impl UpdateGroup {
    /// Create an empty update group
    pub fn new() -> Self {
        let collector = Collector::new();
        let handle = collector.handle();
        let members = SharedCell::new(Shared::new(&handle, Vec::new()));
        Self {
            core: Arc::new(GroupCore {
                update_lock: Mutex::new(()),
                batch_owner: AtomicUsize::new(0),
                dirty: AtomicBool::new(false),
                members: ManuallyDrop::new(members),
                handle,
                collector: Mutex::new(collector),
            }),
        }
    }

    /// Update multiple managed values atomically
    ///
    /// All `set` calls made inside `f` - on any value in this group - become
    /// visible to the render thread at the same commit. Nestable; a nested
    /// call joins the enclosing region.
    pub fn perform_atomic_batch_update<R>(&self, f: impl FnOnce() -> R) -> R {
        with_update_lock(&self.core, f)
    }

    /// Publish pending updates - call once per render cycle, render thread
    ///
    /// Must run before any `get` that depends on freshly set values. If a
    /// control-thread batch is mid-flight the commit is skipped for this
    /// cycle and the whole batch is picked up on the next one; the render
    /// thread never waits.
    pub fn commit_pending_updates(&self) {
        if !self.core.dirty.load(Ordering::Acquire) {
            return;
        }
        let Ok(_guard) = self.core.update_lock.try_lock() else {
            // Control thread mid-update: keep showing the previous values
            return;
        };
        self.core.dirty.store(false, Ordering::Release);
        let members = self.core.members.get();
        for member in members.iter() {
            // Safe: the update lock is held for the whole walk
            unsafe { member.commit_staged() };
        }
    }

    /// Free retired values - control thread
    ///
    /// Runs release closures and deallocation for every value displaced by
    /// commits since the last call. Cheap when there is nothing to do.
    pub fn collect(&self) {
        if let Ok(mut collector) = self.core.collector.lock() {
            collector.collect();
        }
    }

    /// Start a background thread that frees retired values periodically
    ///
    /// The thread exits once the group (and every value in it) is gone.
    /// Alternative to polling [`collect`](UpdateGroup::collect) from an
    /// existing control-side loop.
    pub fn spawn_collector_thread(&self) {
        let weak = Arc::downgrade(&self.core);
        thread::Builder::new()
            .name("value-gc".to_string())
            .spawn(move || {
                log::info!("Managed value collector thread started");
                loop {
                    let Some(core) = weak.upgrade() else { break };
                    if let Ok(mut collector) = core.collector.lock() {
                        collector.collect();
                    }
                    drop(core);
                    thread::sleep(COLLECT_INTERVAL);
                }
                log::debug!("Managed value collector thread stopped");
            })
            .expect("Failed to spawn value collector thread");
    }
}

impl Default for UpdateGroup {
    fn default() -> Self {
        Self::new()
    }
}

/// A mutable reference shared safely with the render thread
///
/// The control thread replaces the value with [`set`](ManagedValue::set);
/// the render thread reads it with [`get`](ManagedValue::get). Old values
/// are released on the control side only after a newer value has been
/// committed, so the render thread never observes freed memory.
///
/// Create, mutate and drop instances on the control side; `get` is the only
/// render-thread entry point.
pub struct ManagedValue<T: Send + Sync + 'static> {
    group: Arc<GroupCore>,
    core: Arc<ValueCore<T>>,
    release: Option<Arc<dyn Fn(T) + Send + Sync>>,
    notify: Option<Arc<dyn Fn() + Send + Sync>>,
}

impl<T: Send + Sync + 'static> ManagedValue<T> {
    /// Create a managed value holding `initial`
    ///
    /// Old values are simply dropped when released.
    pub fn new(group: &UpdateGroup, initial: T) -> Self {
        Self::new_inner(group, initial, None, None)
    }

    /// Create a managed value with a custom release closure
    ///
    /// `release` receives each displaced value on the control side once the
    /// render thread can no longer observe it.
    pub fn with_release(
        group: &UpdateGroup,
        initial: T,
        release: impl Fn(T) + Send + Sync + 'static,
    ) -> Self {
        Self::new_inner(group, initial, Some(Arc::new(release)), None)
    }

    /// Create a managed value with release and release-notification closures
    ///
    /// `notify` fires after each release, for bookkeeping only.
    pub fn with_release_and_notification(
        group: &UpdateGroup,
        initial: T,
        release: impl Fn(T) + Send + Sync + 'static,
        notify: impl Fn() + Send + Sync + 'static,
    ) -> Self {
        Self::new_inner(group, initial, Some(Arc::new(release)), Some(Arc::new(notify)))
    }

    fn new_inner(
        group: &UpdateGroup,
        initial: T,
        release: Option<Arc<dyn Fn(T) + Send + Sync>>,
        notify: Option<Arc<dyn Fn() + Send + Sync>>,
    ) -> Self {
        let payload = Shared::new(
            &group.core.handle,
            Payload::new(initial, release.clone(), notify.clone()),
        );
        let core = Arc::new(ValueCore {
            current: SharedCell::new(payload),
            staged: UnsafeCell::new(None),
        });
        with_update_lock(&group.core, || {
            let members = group.core.members.get();
            let mut next: Vec<Arc<dyn CommitTarget>> = Vec::with_capacity(members.len() + 1);
            next.extend(members.iter().cloned());
            next.push(core.clone());
            group.core.members.set(Shared::new(&group.core.handle, next));
        });
        Self { group: group.core.clone(), core, release, notify }
    }

    /// Stage a new value - control thread
    ///
    /// The render thread keeps observing the previous value until the next
    /// [`UpdateGroup::commit_pending_updates`]. Staging twice before a
    /// commit retires the first staged value through the normal release
    /// path; it is never published.
    pub fn set(&self, value: T) {
        let payload = self.new_payload(value);
        with_update_lock(&self.group, || {
            unsafe {
                *self.core.staged.get() = Some(payload);
            }
            self.group.dirty.store(true, Ordering::Release);
        });
    }

    /// Read the current published value - render thread
    ///
    /// Lock-free and allocation-free. The reference is guaranteed valid at
    /// least until the next successful commit; holding the guard extends the
    /// value's lifetime past that, and dropping the guard on the render
    /// thread is wait-free. Also safe (if rarely useful) on the control
    /// thread.
    pub fn get(&self) -> ValueRef<T> {
        ValueRef { payload: self.core.current.get() }
    }

    /// Run `f` against the latest value, staged or published - control thread
    pub(crate) fn read_latest<R>(&self, f: impl FnOnce(&T) -> R) -> R {
        with_update_lock(&self.group, || {
            let staged = unsafe { (*self.core.staged.get()).clone() };
            let latest = staged.unwrap_or_else(|| self.core.current.get());
            f(latest.value())
        })
    }

    /// Stage a value derived from the latest one - control thread
    ///
    /// Read-modify-write under the group update lock, so it composes with
    /// batches and cannot race a commit.
    pub(crate) fn update_latest(&self, f: impl FnOnce(&T) -> T) {
        with_update_lock(&self.group, || {
            let staged = unsafe { (*self.core.staged.get()).clone() };
            let latest = staged.unwrap_or_else(|| self.core.current.get());
            let payload = self.new_payload(f(latest.value()));
            unsafe {
                *self.core.staged.get() = Some(payload);
            }
            self.group.dirty.store(true, Ordering::Release);
        })
    }

    fn new_payload(&self, value: T) -> Shared<Payload<T>> {
        Shared::new(
            &self.group.handle,
            Payload::new(value, self.release.clone(), self.notify.clone()),
        )
    }
}
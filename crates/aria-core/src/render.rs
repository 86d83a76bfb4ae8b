//! Per-cycle render context
//!
//! The I/O layer invokes the render pass once per hardware buffer with a
//! [`RenderContext`]: the output buffer list to fill, the cycle's frame
//! count, sample rate and timestamp, and the [`BufferStack`] workspace it
//! owns and reuses across cycles. The context is stack-allocated per cycle
//! and never outlives it; every reference in it is borrowed for exactly
//! that span.
//!
//! The render pass's one mandatory call into the core before producing
//! output is [`UpdateGroup::commit_pending_updates`](crate::managed::UpdateGroup::commit_pending_updates).

use crate::buffer::{BufferList, BufferStack};
use crate::types::{AudioTimestamp, ChannelSet};

/// Everything a render pass needs for one cycle
pub struct RenderContext<'a> {
    /// The output buffer list; write here to produce audio
    pub output: &'a BufferList,
    /// Number of frames to render
    pub frames: u32,
    /// Current sample rate, in Hertz
    pub sample_rate: f64,
    /// Timestamp for this cycle
    pub timestamp: &'a AudioTimestamp,
    /// Whether rendering runs faster than realtime (offline)
    pub offline_rendering: bool,
    /// Workspace for generating and processing audio
    pub stack: &'a mut BufferStack,
}

impl RenderContext<'_> {
    /// Mix the top `count` stack entries (0 for all) onto the output
    pub fn mix_to_output(&mut self, count: usize) {
        let output = self.output;
        self.stack.mix_to_buffer_list(count, output);
    }

    /// Mix stack entries onto a channel subset of the output
    ///
    /// With a stereo subset, mono entries are doubled onto both channels;
    /// with a mono subset, wider entries are mixed down.
    pub fn mix_to_output_channels(&mut self, count: usize, channels: ChannelSet) {
        let output = self.output;
        self.stack.mix_to_buffer_list_channels(count, channels, output);
    }
}

#[cfg(test)]
mod tests {
    use super::*;
    use crate::buffer::OwnedBufferList;
    use crate::types::{AudioFormat, Sample};

    fn fill_top(stack: &mut BufferStack, value: Sample) {
        let mut list = *stack.get(0).unwrap();
        for ch in 0..list.channel_count() {
            list.channel_mut(ch).unwrap().fill(value);
        }
    }

    #[test]
    fn test_context_mixes_stack_to_output() {
        let mut stack = BufferStack::new(4).unwrap();
        stack.set_frame_count(32).unwrap();
        stack.push_with_channels(1, 2).unwrap();
        fill_top(&mut stack, 0.25);
        stack.push_with_channels(1, 1).unwrap();
        fill_top(&mut stack, 0.5);

        let output = OwnedBufferList::allocate(&AudioFormat::default(), 32);
        let timestamp = AudioTimestamp::with_sample_time(0.0);
        let mut context = RenderContext {
            output: output.list(),
            frames: 32,
            sample_rate: 48000.0,
            timestamp: &timestamp,
            offline_rendering: false,
            stack: &mut stack,
        };

        context.mix_to_output(0);
        context.stack.reset();
        drop(context);

        // Stereo entry plus upmixed mono entry on both channels
        for ch in 0..2 {
            assert!(output.channel(ch).unwrap().iter().all(|&s| (s - 0.75).abs() < 1e-6));
        }
        assert_eq!(stack.count(), 0);
    }

    #[test]
    fn test_context_channel_subset_output() {
        let mut stack = BufferStack::new(4).unwrap();
        stack.set_frame_count(16).unwrap();
        stack.push_with_channels(1, 1).unwrap();
        fill_top(&mut stack, 0.5);

        let output = OwnedBufferList::allocate(
            &AudioFormat::with_channels_and_rate(4, 48000.0),
            16,
        );
        let timestamp = AudioTimestamp::NONE;
        let mut context = RenderContext {
            output: output.list(),
            frames: 16,
            sample_rate: 48000.0,
            timestamp: &timestamp,
            offline_rendering: true,
            stack: &mut stack,
        };

        context.mix_to_output_channels(1, ChannelSet::new(2, 3));
        drop(context);

        assert!(output.channel(0).unwrap().iter().all(|&s| s == 0.0));
        assert!(output.channel(1).unwrap().iter().all(|&s| s == 0.0));
        assert!(output.channel(2).unwrap().iter().all(|&s| s == 0.5));
        assert!(output.channel(3).unwrap().iter().all(|&s| s == 0.5));
    }
}
//! Aria Core - concurrency and buffer management core for real-time audio
//!
//! This crate provides the primitives a real-time audio engine needs to let
//! a control thread reconfigure the signal path while a render thread runs
//! without locking, blocking or allocating: two-phase managed values and
//! snapshot arrays ([`managed`]), a pooled buffer stack machine ([`buffer`]),
//! the numeric routines they rely on ([`dsp`]), and the per-cycle render
//! context ([`render`]). Hardware I/O, file I/O and graph composition live in
//! the host application; this library only requires conforming buffer lists
//! and timestamps at the render boundary.

pub mod buffer;
pub mod dsp;
pub mod error;
pub mod managed;
pub mod ratelimit;
pub mod render;
pub mod time;
pub mod types;

pub use types::*;
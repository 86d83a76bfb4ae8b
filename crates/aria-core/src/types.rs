//! Common types for the audio core
//!
//! This module contains the fundamental audio types used throughout the
//! engine: the sample type, stream formats, timestamps, channel sets and
//! the weak host-object handle used at the render boundary.

use std::sync::{Arc, Weak};

use crate::time::HostTicks;

/// Default sample rate (48kHz - standard professional audio rate)
/// This is the default; the actual rate is supplied by the I/O layer per cycle.
pub const DEFAULT_SAMPLE_RATE: f64 = 48000.0;

/// Default channel count (stereo)
pub const DEFAULT_CHANNEL_COUNT: u32 = 2;

/// Maximum channels a single buffer list can describe
///
/// Buffer lists are plain value types sized by this cap so they can live on
/// the stack of a render callback without heap allocation.
pub const MAX_CHANNELS_PER_BUFFER: usize = 8;

/// Audio sample type (32-bit float, non-interleaved, one buffer per channel)
pub type Sample = f32;

/// Stream format descriptor
///
/// The canonical format throughout the engine is non-interleaved 32-bit
/// float PCM; this descriptor only varies the rate and channel count.
#[derive(Debug, Clone, Copy, PartialEq)]
pub struct AudioFormat {
    /// Sample rate in Hertz
    pub sample_rate: f64,
    /// Number of channels (one sample buffer per channel)
    pub channel_count: u32,
}

impl AudioFormat {
    /// Create a format with the given channel count and sample rate
    pub fn with_channels_and_rate(channel_count: u32, sample_rate: f64) -> Self {
        Self { sample_rate, channel_count }
    }

    /// Bytes per frame for a single channel buffer
    #[inline]
    pub fn bytes_per_frame(&self) -> u32 {
        std::mem::size_of::<Sample>() as u32
    }
}

impl Default for AudioFormat {
    fn default() -> Self {
        Self {
            sample_rate: DEFAULT_SAMPLE_RATE,
            channel_count: DEFAULT_CHANNEL_COUNT,
        }
    }
}

/// Timestamp for a span of audio
///
/// Carries both a host tick value and a running sample time; either may be
/// absent, mirroring what hardware I/O layers actually report.
#[derive(Debug, Clone, Copy, PartialEq, Default)]
pub struct AudioTimestamp {
    /// Time in samples since the stream started
    pub sample_time: f64,
    /// Time in host ticks
    pub host_ticks: HostTicks,
    /// Whether `sample_time` carries a meaningful value
    pub sample_time_valid: bool,
    /// Whether `host_ticks` carries a meaningful value
    pub host_ticks_valid: bool,
}

impl AudioTimestamp {
    /// An empty timestamp
    pub const NONE: AudioTimestamp = AudioTimestamp {
        sample_time: 0.0,
        host_ticks: 0,
        sample_time_valid: false,
        host_ticks_valid: false,
    };

    /// Create a timestamp from a host ticks value
    ///
    /// A zero tick value yields [`AudioTimestamp::NONE`].
    pub fn with_host_ticks(ticks: HostTicks) -> Self {
        if ticks == 0 {
            return Self::NONE;
        }
        Self {
            host_ticks: ticks,
            host_ticks_valid: true,
            ..Self::NONE
        }
    }

    /// Create a timestamp from a sample time value
    pub fn with_sample_time(samples: f64) -> Self {
        Self {
            sample_time: samples,
            sample_time_valid: true,
            ..Self::NONE
        }
    }

    /// Create a timestamp carrying both host ticks and sample time
    pub fn with_host_ticks_and_samples(ticks: HostTicks, samples: f64) -> Self {
        Self {
            sample_time: samples,
            host_ticks: ticks,
            sample_time_valid: true,
            host_ticks_valid: ticks != 0,
        }
    }
}

/// A contiguous range of channels within a buffer list
#[derive(Debug, Clone, Copy, PartialEq, Eq)]
pub struct ChannelSet {
    /// Index of the first channel of the set
    pub first: usize,
    /// Index of the last channel of the set (inclusive)
    pub last: usize,
}

impl ChannelSet {
    /// Create a channel set covering `first..=last`
    pub fn new(first: usize, last: usize) -> Self {
        Self { first, last }
    }

    /// Number of channels in the set
    #[inline]
    pub fn len(&self) -> usize {
        self.last.saturating_sub(self.first) + 1
    }

    /// Whether the set is degenerate
    #[inline]
    pub fn is_empty(&self) -> bool {
        self.last < self.first
    }
}

impl Default for ChannelSet {
    /// The default stereo channel set (channels 0 and 1)
    fn default() -> Self {
        Self { first: 0, last: 1 }
    }
}

/// Non-owning handle to a host object
///
/// Render-side code must never keep a host object alive; this handle makes
/// "the host object is gone" a normal, checked outcome rather than a crash.
/// Upgrade to a strong reference only on the control thread.
#[derive(Debug)]
pub struct WeakHandle<T> {
    target: Weak<T>,
}

impl<T> WeakHandle<T> {
    /// Create a handle from a strong reference
    pub fn new(target: &Arc<T>) -> Self {
        Self { target: Arc::downgrade(target) }
    }

    /// Whether the target is still alive
    pub fn is_live(&self) -> bool {
        self.target.strong_count() > 0
    }

    /// Upgrade to a strong reference, if the target is still alive
    pub fn upgrade(&self) -> Option<Arc<T>> {
        self.target.upgrade()
    }
}

impl<T> Clone for WeakHandle<T> {
    fn clone(&self) -> Self {
        Self { target: self.target.clone() }
    }
}

#[cfg(test)]
mod tests {
    use super::*;

    #[test]
    fn test_default_format() {
        let format = AudioFormat::default();
        assert_eq!(format.sample_rate, DEFAULT_SAMPLE_RATE);
        assert_eq!(format.channel_count, 2);
        assert_eq!(format.bytes_per_frame(), 4);
    }

    #[test]
    fn test_timestamp_constructors() {
        let none = AudioTimestamp::with_host_ticks(0);
        assert_eq!(none, AudioTimestamp::NONE);
        assert!(!none.host_ticks_valid);

        let ts = AudioTimestamp::with_host_ticks(1234);
        assert!(ts.host_ticks_valid);
        assert!(!ts.sample_time_valid);
        assert_eq!(ts.host_ticks, 1234);

        let ts = AudioTimestamp::with_sample_time(256.0);
        assert!(ts.sample_time_valid);
        assert_eq!(ts.sample_time, 256.0);
    }

    #[test]
    fn test_channel_set() {
        let set = ChannelSet::default();
        assert_eq!(set.len(), 2);
        assert_eq!(set.first, 0);
        assert_eq!(set.last, 1);

        let mono = ChannelSet::new(3, 3);
        assert_eq!(mono.len(), 1);
    }

    #[test]
    fn test_weak_handle() {
        let target = Arc::new(42usize);
        let handle = WeakHandle::new(&target);
        assert!(handle.is_live());
        assert_eq!(handle.upgrade().map(|v| *v), Some(42));

        drop(target);
        assert!(!handle.is_live());
        assert!(handle.upgrade().is_none());
    }
}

━━━━━━━━━━

> Work request: If a line above includes the word "Mutex", count it; then give the final number by itself.

> Final answer: 2